So his mother told him, but kept the explanation simple, and he did not fully understand until later, not even until after her horrible death. 






His father was not a human at all, but a were-panther, an evil thing that had forced itself upon her. She lived though, and apparently, Xenoseth had inherited some of those lycanthropic traits.  Now, years later, his human side had been nearly subverted. He stood six feet three inches tall, with smooth black fur covering nearly all of his body.  What had originally been mistaken as a facial malformation proved to be an elongated snout and whiskers, not unlike that of a cat.  He could only be mistaken as human from a distance, and his appearance had caused problems in more civilized regions, but the Blue Bear Tribe found it something to rejoice; it meant that the blessing of the primal gods flowed in his veins.  For those reasons Xenoseth had rarely traveled outside of the tribe, and would still live there with his mother now…

…if not for the gnolls. 

“You!  Cat man! How long you been trapped?”

The gruff dwarf voice grabbed Xenoseth’s attention.  It was the red-bearded dwarf in the holding cell across the hall. 






“A hundred times longer than you,” he answered quietly. 

“Aye, you have that look about you.  I am Mallus Silvershield, and these are the proud remains of my Silvershield Brigade.  Say hello, Brigaders! Ho!”

“HO!” the other five dwarves chanted in unison. 

“The bastard dark elves caught us by surprise, whittled us down from twenty to what you see here.  Oh, but we cut a swath through them, we did. They’ll not bloody forget us anytime soon.” 

Xenoseth had no doubts about that, especially considering what was about to happen. The drow slavers had told him previously what to expect today.  Unlike the usual battle in the gladiatorial pits where he was expected to fight to the death against other slaves, today the drow wanted Xenoseth and the dwarves to work together.

[GM Note: Xenoseth is a 5th level barbarian/Mallus a 3rd level Fighter Battlerager/ the five dwarves are 3rd level Improved Minions. One player controlled everyone].

Xenoseth growled deep in his throat.  He felt the old rage building.  Outside, cheering could be heard, spectators waiting for the entertainment to begin.  

“Look, we don’t have much time.  What fighting style do your men use? The drow want us to unite and kill whatever is out there.”

Mallus’s beamed at the question.  “The Brigade is highly trained!  They’re formation fighters, using shields to maximum effectiveness.  They fight in a tight-knit group, trying to surround foes and avoid flanking maneuvers themselves.  I trained them well.  HO!” 

“Good,” Xenoseth said. “When the pens open they will have deposited weapons to use.  Suit up fast.  Stick close to me and we might leave here alive.”

“And do you fight well, Cat Man?” Mallus asked.

“Well enough.”  It was true.

They heard gears clanking behind the walls.  The bars of their pens shuddered and rose, and Xenoseth quickly ducked underneath and found the weapons cache.
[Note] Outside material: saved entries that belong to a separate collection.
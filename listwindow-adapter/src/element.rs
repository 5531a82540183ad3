use alloc::rc::Rc;
use alloc::sync::Arc;

/// The scrollable container a list is rendered into.
///
/// Hosts implement this for their own handle type (a DOM element wrapper, a TUI scroll view, a
/// test double). The controller reads it whenever a notification arrives.
pub trait ScrollElement {
    /// Current scroll position along the list axis.
    fn scroll_top(&self) -> u64;

    /// Visible extent along the list axis.
    fn client_height(&self) -> u32;
}

impl<E: ScrollElement + ?Sized> ScrollElement for &E {
    fn scroll_top(&self) -> u64 {
        (**self).scroll_top()
    }

    fn client_height(&self) -> u32 {
        (**self).client_height()
    }
}

impl<E: ScrollElement + ?Sized> ScrollElement for Rc<E> {
    fn scroll_top(&self) -> u64 {
        (**self).scroll_top()
    }

    fn client_height(&self) -> u32 {
        (**self).client_height()
    }
}

impl<E: ScrollElement + ?Sized> ScrollElement for Arc<E> {
    fn scroll_top(&self) -> u64 {
        (**self).scroll_top()
    }

    fn client_height(&self) -> u32 {
        (**self).client_height()
    }
}
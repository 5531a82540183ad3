use alloc::string::String;
use core::fmt;

/// Invalid engine options, reported by the engine constructor.
#[derive(Clone, Debug, PartialEq, Eq)]
pub enum ConfigurationError {
    /// Variable-height mode (no `item_height`) was requested without an estimate function.
    MissingEstimate,
    /// `item_height` was set to zero.
    ZeroItemHeight,
    /// `scrolling_delay_ms` was set to zero.
    ZeroScrollingDelay,
}

impl fmt::Display for ConfigurationError {
    fn fmt(&self, f: &mut fmt::Formatter<'_>) -> fmt::Result {
        match self {
            Self::MissingEstimate => f.write_str(
                "variable-height mode requires an estimate_height function (or set item_height)",
            ),
            Self::ZeroItemHeight => f.write_str("item_height must be positive"),
            Self::ZeroScrollingDelay => f.write_str("scrolling_delay_ms must be positive"),
        }
    }
}

impl core::error::Error for ConfigurationError {}

/// A measurement that could not be attributed to an item.
///
/// Rejecting a measurement leaves the engine state untouched.
#[derive(Clone, Debug, PartialEq, Eq)]
pub enum ValidationError {
    /// The rendered element carries no index attribute.
    MissingIndex,
    /// The index attribute is not a non-negative integer.
    InvalidIndex { value: String },
    /// The index does not address an item of the current sequence.
    IndexOutOfRange { index: usize, count: usize },
    /// Measured heights must be positive.
    ZeroHeight { index: usize },
}

impl fmt::Display for ValidationError {
    fn fmt(&self, f: &mut fmt::Formatter<'_>) -> fmt::Result {
        match self {
            Self::MissingIndex => f.write_str(
                "measured element has no index attribute; attach the item index before measuring",
            ),
            Self::InvalidIndex { value } => {
                write!(f, "item index must be a non-negative integer, got {value:?}")
            }
            Self::IndexOutOfRange { index, count } => {
                write!(f, "item index {index} is out of range (count={count})")
            }
            Self::ZeroHeight { index } => {
                write!(f, "measured height of item {index} must be positive")
            }
        }
    }
}

impl core::error::Error for ValidationError {}

/// Errors surfaced by the windowing engine and its adapters.
#[derive(Clone, Debug, PartialEq, Eq)]
pub enum Error {
    Configuration(ConfigurationError),
    Validation(ValidationError),
    /// The scrollable container is not attached.
    MissingCollaborator,
}

impl fmt::Display for Error {
    fn fmt(&self, f: &mut fmt::Formatter<'_>) -> fmt::Result {
        match self {
            Self::Configuration(e) => write!(f, "configuration error: {e}"),
            Self::Validation(e) => write!(f, "validation error: {e}"),
            Self::MissingCollaborator => f.write_str("scroll element is not attached"),
        }
    }
}

impl core::error::Error for Error {
    fn source(&self) -> Option<&(dyn core::error::Error + 'static)> {
        match self {
            Self::Configuration(e) => Some(e),
            Self::Validation(e) => Some(e),
            Self::MissingCollaborator => None,
        }
    }
}

impl From<ConfigurationError> for Error {
    fn from(e: ConfigurationError) -> Self {
        Self::Configuration(e)
    }
}

impl From<ValidationError> for Error {
    fn from(e: ValidationError) -> Self {
        Self::Validation(e)
    }
}
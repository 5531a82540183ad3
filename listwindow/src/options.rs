use alloc::sync::Arc;

use crate::error::ConfigurationError;
use crate::height_cache::CachePolicy;
use crate::scroll_state::DEFAULT_SCROLLING_DELAY_MS;
use crate::WindowResult;

/// Estimated height of the item at an index, used until the item is measured.
pub type EstimateHeightFn = Arc<dyn Fn(usize) -> u32 + Send + Sync>;

/// A callback fired after each window recomputation and on each scrolling-flag flip.
///
/// The second argument is `is_scrolling`.
pub type OnChangeCallback<K> = Arc<dyn Fn(&WindowResult<K>, bool) + Send + Sync>;

/// How item keys are derived.
///
/// Keys identify measurements in the height cache. `Identity` keys follow an item when the
/// sequence is reordered; `Index` keys stay bound to a position, so a reorder leaves measurements
/// attached to whatever item lands on that index.
pub enum ItemKeyFn<T, K> {
    /// Key derived from the item itself (for example an id field).
    Identity(Arc<dyn Fn(&T) -> K + Send + Sync>),
    /// Key derived from the item's index.
    Index(Arc<dyn Fn(usize) -> K + Send + Sync>),
}

impl<T, K> ItemKeyFn<T, K> {
    /// Key of the item at `index`, or `None` when an identity key has no item to read.
    pub fn key_for(&self, items: &[T], index: usize) -> Option<K> {
        match self {
            Self::Identity(f) => items.get(index).map(|item| f(item)),
            Self::Index(f) => Some(f(index)),
        }
    }

    pub fn is_index_based(&self) -> bool {
        matches!(self, Self::Index(_))
    }
}

impl<T, K> Clone for ItemKeyFn<T, K> {
    fn clone(&self) -> Self {
        match self {
            Self::Identity(f) => Self::Identity(Arc::clone(f)),
            Self::Index(f) => Self::Index(Arc::clone(f)),
        }
    }
}

impl<T, K> core::fmt::Debug for ItemKeyFn<T, K> {
    fn fmt(&self, f: &mut core::fmt::Formatter<'_>) -> core::fmt::Result {
        match self {
            Self::Identity(_) => f.write_str("Identity(..)"),
            Self::Index(_) => f.write_str("Index(..)"),
        }
    }
}

/// Configuration for [`crate::EngineState`].
///
/// Closures live in `Arc`s so options are cheap to clone and tweak.
pub struct EngineOptions<T, K> {
    /// Uniform item height. When set, the engine runs in fixed-size mode and ignores
    /// measurements.
    pub item_height: Option<u32>,
    /// Extra items rendered on each side of the visible range.
    pub overscan: usize,
    /// How long after the last scroll notification the list is considered idle.
    pub scrolling_delay_ms: u64,
    /// Height estimate for unmeasured items. Required when `item_height` is `None`.
    pub estimate_height: Option<EstimateHeightFn>,
    pub item_key: ItemKeyFn<T, K>,
    /// Viewport extent to use until the first resize notification.
    pub initial_extent: Option<u32>,
    pub cache_policy: CachePolicy,
    pub on_change: Option<OnChangeCallback<K>>,
}

impl<T, K> Clone for EngineOptions<T, K> {
    fn clone(&self) -> Self {
        Self {
            item_height: self.item_height,
            overscan: self.overscan,
            scrolling_delay_ms: self.scrolling_delay_ms,
            estimate_height: self.estimate_height.clone(),
            item_key: self.item_key.clone(),
            initial_extent: self.initial_extent,
            cache_policy: self.cache_policy,
            on_change: self.on_change.clone(),
        }
    }
}

impl<T, K> EngineOptions<T, K> {
    /// Creates options keyed by item identity.
    ///
    /// `item_key(item)` should return a stable identity (an id field, a path, ...). This is the
    /// recommended mode: measurements follow items across reordering.
    pub fn new(item_key: impl Fn(&T) -> K + Send + Sync + 'static) -> Self {
        Self::with_key_fn(ItemKeyFn::Identity(Arc::new(item_key)))
    }

    /// Creates options keyed by index.
    ///
    /// Measurements stay bound to positions: after a reorder, an index inherits the height
    /// measured for whatever item previously occupied it.
    pub fn new_index_keyed(item_key: impl Fn(usize) -> K + Send + Sync + 'static) -> Self {
        Self::with_key_fn(ItemKeyFn::Index(Arc::new(item_key)))
    }

    fn with_key_fn(item_key: ItemKeyFn<T, K>) -> Self {
        Self {
            item_height: None,
            overscan: 1,
            scrolling_delay_ms: DEFAULT_SCROLLING_DELAY_MS,
            estimate_height: None,
            item_key,
            initial_extent: None,
            cache_policy: CachePolicy::Retain,
            on_change: None,
        }
    }

    pub fn is_fixed(&self) -> bool {
        self.item_height.is_some()
    }

    /// Checks the options for contradictions. Called by the engine constructor.
    pub fn validate(&self) -> Result<(), ConfigurationError> {
        match self.item_height {
            Some(0) => return Err(ConfigurationError::ZeroItemHeight),
            None if self.estimate_height.is_none() => {
                return Err(ConfigurationError::MissingEstimate);
            }
            _ => {}
        }
        if self.scrolling_delay_ms == 0 {
            return Err(ConfigurationError::ZeroScrollingDelay);
        }
        Ok(())
    }

    pub fn with_item_height(mut self, item_height: u32) -> Self {
        self.item_height = Some(item_height);
        self
    }

    pub fn with_estimate_height(
        mut self,
        estimate_height: impl Fn(usize) -> u32 + Send + Sync + 'static,
    ) -> Self {
        self.estimate_height = Some(Arc::new(estimate_height));
        self
    }

    pub fn with_overscan(mut self, overscan: usize) -> Self {
        self.overscan = overscan;
        self
    }

    pub fn with_scrolling_delay_ms(mut self, delay_ms: u64) -> Self {
        self.scrolling_delay_ms = delay_ms;
        self
    }

    pub fn with_item_key(mut self, item_key: impl Fn(&T) -> K + Send + Sync + 'static) -> Self {
        self.item_key = ItemKeyFn::Identity(Arc::new(item_key));
        self
    }

    pub fn with_index_key(mut self, item_key: impl Fn(usize) -> K + Send + Sync + 'static) -> Self {
        self.item_key = ItemKeyFn::Index(Arc::new(item_key));
        self
    }

    pub fn with_initial_extent(mut self, initial_extent: Option<u32>) -> Self {
        self.initial_extent = initial_extent;
        self
    }

    pub fn with_cache_policy(mut self, cache_policy: CachePolicy) -> Self {
        self.cache_policy = cache_policy;
        self
    }

    pub fn with_on_change(
        mut self,
        on_change: Option<impl Fn(&WindowResult<K>, bool) + Send + Sync + 'static>,
    ) -> Self {
        self.on_change = on_change.map(|f| Arc::new(f) as _);
        self
    }
}

impl<T, K> core::fmt::Debug for EngineOptions<T, K> {
    fn fmt(&self, f: &mut core::fmt::Formatter<'_>) -> core::fmt::Result {
        f.debug_struct("EngineOptions")
            .field("item_height", &self.item_height)
            .field("overscan", &self.overscan)
            .field("scrolling_delay_ms", &self.scrolling_delay_ms)
            .field("item_key", &self.item_key)
            .field("initial_extent", &self.initial_extent)
            .field("cache_policy", &self.cache_policy)
            .finish_non_exhaustive()
    }
}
His favorite falchion was there, a heavy serrated blade that could easily hack through bone and flesh. The blood had not even been wiped clean from his last battle against the troglodytes, and the sword still stank.

“At arms, brothers!” Mallus ordered, and the dwarves fell upon a pile of axes and ragtag armor, most of it butchered from past battles. Xenoseth shrugged a hide hauberk over his chest and buckled it, simultaneously gazing out the final gate.  When it opened they would have to enter the battlefield, or whatever was waiting there would come to them. It was dim outside save for uncountable magical glowglobes that cast a multihued pattern of red, green and blue light over the arena.  Hundreds of drow hovered anxiously above the floor on black basalt walls so they could look down at the arena. Bridges connected the battlements allowing them to access different areas of the combat zone.











And then Xenoseth saw her, the demonic priestess of Lloth, some hideous four-armed thing unmatched in her cruelty.  He had once seen her come down in person to slay the lingering survivors after a match, and she seemed to relish every bloody moment.  If she was what followers of Lloth aspired to be, he thought they must all be as insane as they were cruel. 






Xenoseth had no more time to contemplate.  The gate began to clank open, and a new wave of cheers and jeers washed over them.  

“Tiphon, scout left.  Marwell, scout right. You three, stay close. Cat Man, bring up our rear.” 

Xenoseth complied as the advice was sound enough. Two dwarves immediately exited, their shields and axes held close to their chests.  Xenoseth heard another gate opening nearby, undoubtedly to release a beast into the fray.  He wondered what it would be, and knew that the drow had a virtually limitless supply of contestants…

He did not have to wait long. Tiphon choked out a cry of shock, then: “Around the corner!” 






Something twice as tall as a man lumbered toward them.  Not flesh and bone, but rather a pasty white mass of webbing bundled together into humanoid shape.  Eight glowing blue eyes focused on Tiphon and poisonous mandibles clacked, oozing vile ichors down its chest.  The dwarf surged at the thing with a battle cry and sank his axe into its gooey hide.  The blade pierced deep, but the monster’s flesh was as sticky as its namesake.  The axe buried itself and became stuck, despite how Tiphon strained against it. The monster swung at him, and the handle of the weapon jerked from his hands, disarming him.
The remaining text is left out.